The implications take a while to sink in. Grains of sand are inert physical objects. They just lie around; we can’t do much with them. But names can be activated. I can create a 14-character name today — actually I just did: WestStDamKeene — that won’t be found if you search for it today on Google or Bing. But soon you will be able to find at least one hit for the term. At first the essay I’m now typing will be the only hit from among the 30 billion indexed by Google and 11 billion indexed by Bing. But if others use the same term in documents they post to the web, then those documents will join this one to form a WestStDamKeene cluster.
This isn’t even tagging in the conventional sense.

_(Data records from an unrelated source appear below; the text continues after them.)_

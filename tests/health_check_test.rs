mod common;

use axum::{
    body::Body,
    http::{Request, StatusCode},
};
use http_body_util::BodyExt;
use std::sync::Arc;
use tower::util::ServiceExt;

use common::{build_test_app, spawn_provider_stub};
use google_login_service::services::InMemoryDirectory;

#[tokio::test]
async fn health_check_reports_healthy() {
    let stub = spawn_provider_stub(
        StatusCode::OK,
        serde_json::json!({}),
        StatusCode::OK,
        serde_json::json!({}),
    )
    .await;
    let app = build_test_app(Arc::new(InMemoryDirectory::new()), &stub).await;

    let response = app
        .oneshot(Request::builder().uri("/health").body(Body::empty()).unwrap())
        .await
        .unwrap();

    assert_eq!(response.status(), StatusCode::OK);
    let bytes = response.into_body().collect().await.unwrap().to_bytes();
    let body: serde_json::Value = serde_json::from_slice(&bytes).unwrap();
    assert_eq!(body["status"], "healthy");
    assert_eq!(body["service"], "google-login-service");
}
//! std-based clock adapter for Linux-class hosts.

use std::time::{Duration, Instant};

use crate::ports::Clock;

/// Monotonic millisecond clock backed by [`Instant`], sleeping via
/// [`std::thread::sleep`].
pub struct SystemClock {
    epoch: Instant,
}

impl SystemClock {
    pub fn new() -> Self {
        Self {
            epoch: Instant::now(),
        }
    }
}

impl Default for SystemClock {
    fn default() -> Self {
        Self::new()
    }
}

impl Clock for SystemClock {
    fn now_ms(&self) -> u64 {
        self.epoch.elapsed().as_millis() as u64
    }

    fn delay_ms(&mut self, ms: u32) {
        std::thread::sleep(Duration::from_millis(u64::from(ms)));
    }
}

#[cfg(test)]
mod tests {
    use super::*;

    #[test]
    fn now_is_monotonic() {
        let mut clock = SystemClock::new();
        let a = clock.now_ms();
        clock.delay_ms(2);
        let b = clock.now_ms();
        assert!(b >= a + 2);
    }
}
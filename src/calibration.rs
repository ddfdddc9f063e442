//! Two-point linear calibration records.
//!
//! One record per measurement kind maps measured millivolts onto the domain
//! scale (pH units or ORP millivolts). A record whose two reference points
//! coincide is "uncalibrated" and the engine passes raw millivolts through
//! unmodified, which is what a freshly constructed engine does until the
//! operator runs a calibration.

use serde::{Deserialize, Serialize};

use crate::config::MeasurementKind;

/// Two reference points below which a record counts as uncalibrated.
const UNCALIBRATED_EPSILON_MV: f32 = 0.001;

/// Two-point calibration data for one measurement kind.
///
/// The engine never persists these; serde derives exist so the application
/// can store and restore records across power cycles.
#[derive(Debug, Clone, Copy, PartialEq, Serialize, Deserialize)]
pub struct Calibration {
    /// First calibration point, measured millivolts.
    pub ref1_mv: f32,
    /// Second calibration point, measured millivolts.
    pub ref2_mv: f32,
    /// Known value at the first point (pH 4 / 475 mV by convention).
    pub ref1_value: f32,
    /// Known value at the second point (pH 7 / 650 mV by convention).
    pub ref2_value: f32,
}

impl Calibration {
    /// Factory default for pH: reference values 4 and 7, no measured points.
    pub const PH_DEFAULT: Self = Self {
        ref1_mv: 0.0,
        ref2_mv: 0.0,
        ref1_value: 4.0,
        ref2_value: 7.0,
    };

    /// Factory default for ORP: reference values 475 and 650 mV, no measured
    /// points.
    pub const ORP_DEFAULT: Self = Self {
        ref1_mv: 0.0,
        ref2_mv: 0.0,
        ref1_value: 475.0,
        ref2_value: 650.0,
    };

    /// The uncalibrated factory default for `kind`.
    pub const fn default_for(kind: MeasurementKind) -> Self {
        match kind {
            MeasurementKind::Ph => Self::PH_DEFAULT,
            MeasurementKind::Orp => Self::ORP_DEFAULT,
        }
    }

    /// Whether both reference points have been measured.
    ///
    /// Coincident points would make the linear mapping divide by zero, so
    /// they mark the record as uncalibrated instead.
    pub fn is_calibrated(&self) -> bool {
        (self.ref2_mv - self.ref1_mv).abs() > UNCALIBRATED_EPSILON_MV
    }

    /// Map measured millivolts through the two-point line.
    ///
    /// Exact at both endpoints: `apply(ref1_mv) == ref1_value` and
    /// `apply(ref2_mv) == ref2_value`. Callers must check
    /// [`is_calibrated`](Self::is_calibrated) first.
    pub fn apply(&self, mv: f32) -> f32 {
        self.ref1_value
            + (self.ref2_value - self.ref1_value) * (mv - self.ref1_mv)
                / (self.ref2_mv - self.ref1_mv)
    }
}
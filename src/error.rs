//! Advisory error taxonomy for measurements.
//!
//! All variants are clamping or validation advisories, never fatal: the
//! engine always produces a usable value and returns to idle. The engine
//! keeps a single latest-wins error slot (`Option<ReadingError>`); `None`
//! means the last completed operation stayed in range.

use core::fmt;

/// Why the last reading was clamped, or why a temperature was rejected.
///
/// All variants are `Copy` so they pass through the poll loop without
/// allocation. Bus-level failures are deliberately absent — the transport
/// boundary does not model them.
#[derive(Debug, Clone, Copy, PartialEq, Eq)]
pub enum ReadingError {
    /// Calibrated pH mapped below 0; value clamped to 0.
    PhLow,
    /// Calibrated pH mapped above 14; value clamped to 14.
    PhHigh,
    /// Calibrated ORP mapped below 0 mV; value clamped to 0.
    OrpLow,
    /// Calibrated ORP mapped above 1000 mV; value clamped to 1000.
    OrpHigh,
    /// `set_temperature` was called with a value outside [0, 50] °C; the
    /// stored temperature was left unchanged.
    TemperatureInvalid,
}

impl fmt::Display for ReadingError {
    fn fmt(&self, f: &mut fmt::Formatter<'_>) -> fmt::Result {
        match self {
            Self::PhLow => write!(f, "pH below 0, clamped"),
            Self::PhHigh => write!(f, "pH above 14, clamped"),
            Self::OrpLow => write!(f, "ORP below 0 mV, clamped"),
            Self::OrpHigh => write!(f, "ORP above 1000 mV, clamped"),
            Self::TemperatureInvalid => write!(f, "temperature outside 0-50 C, rejected"),
        }
    }
}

Set aside, for now, the clusters that can form around that tag on Delicious, or on WordPress, or on Flickr, or on Twitter, or even at the intersection of all those tag-oriented services. Consider only what can happen when you make up a never-before-seen term, utter it in a document placed on the web, and invite others to utter it in documents that they place on the web. When we enact this scenario we are, in effect, creating an ad hoc web service that we can use to make and share collections of things related to (in this case) a particular dam project in a particular town. Of course tag-oriented services enhance our ability to make and share such collections. But even without them we can still do it. In the realm of virtual things, names are as plentiful as grains of sand. But they aren’t inert. We can wake them up and use them to co-ordinate our activities.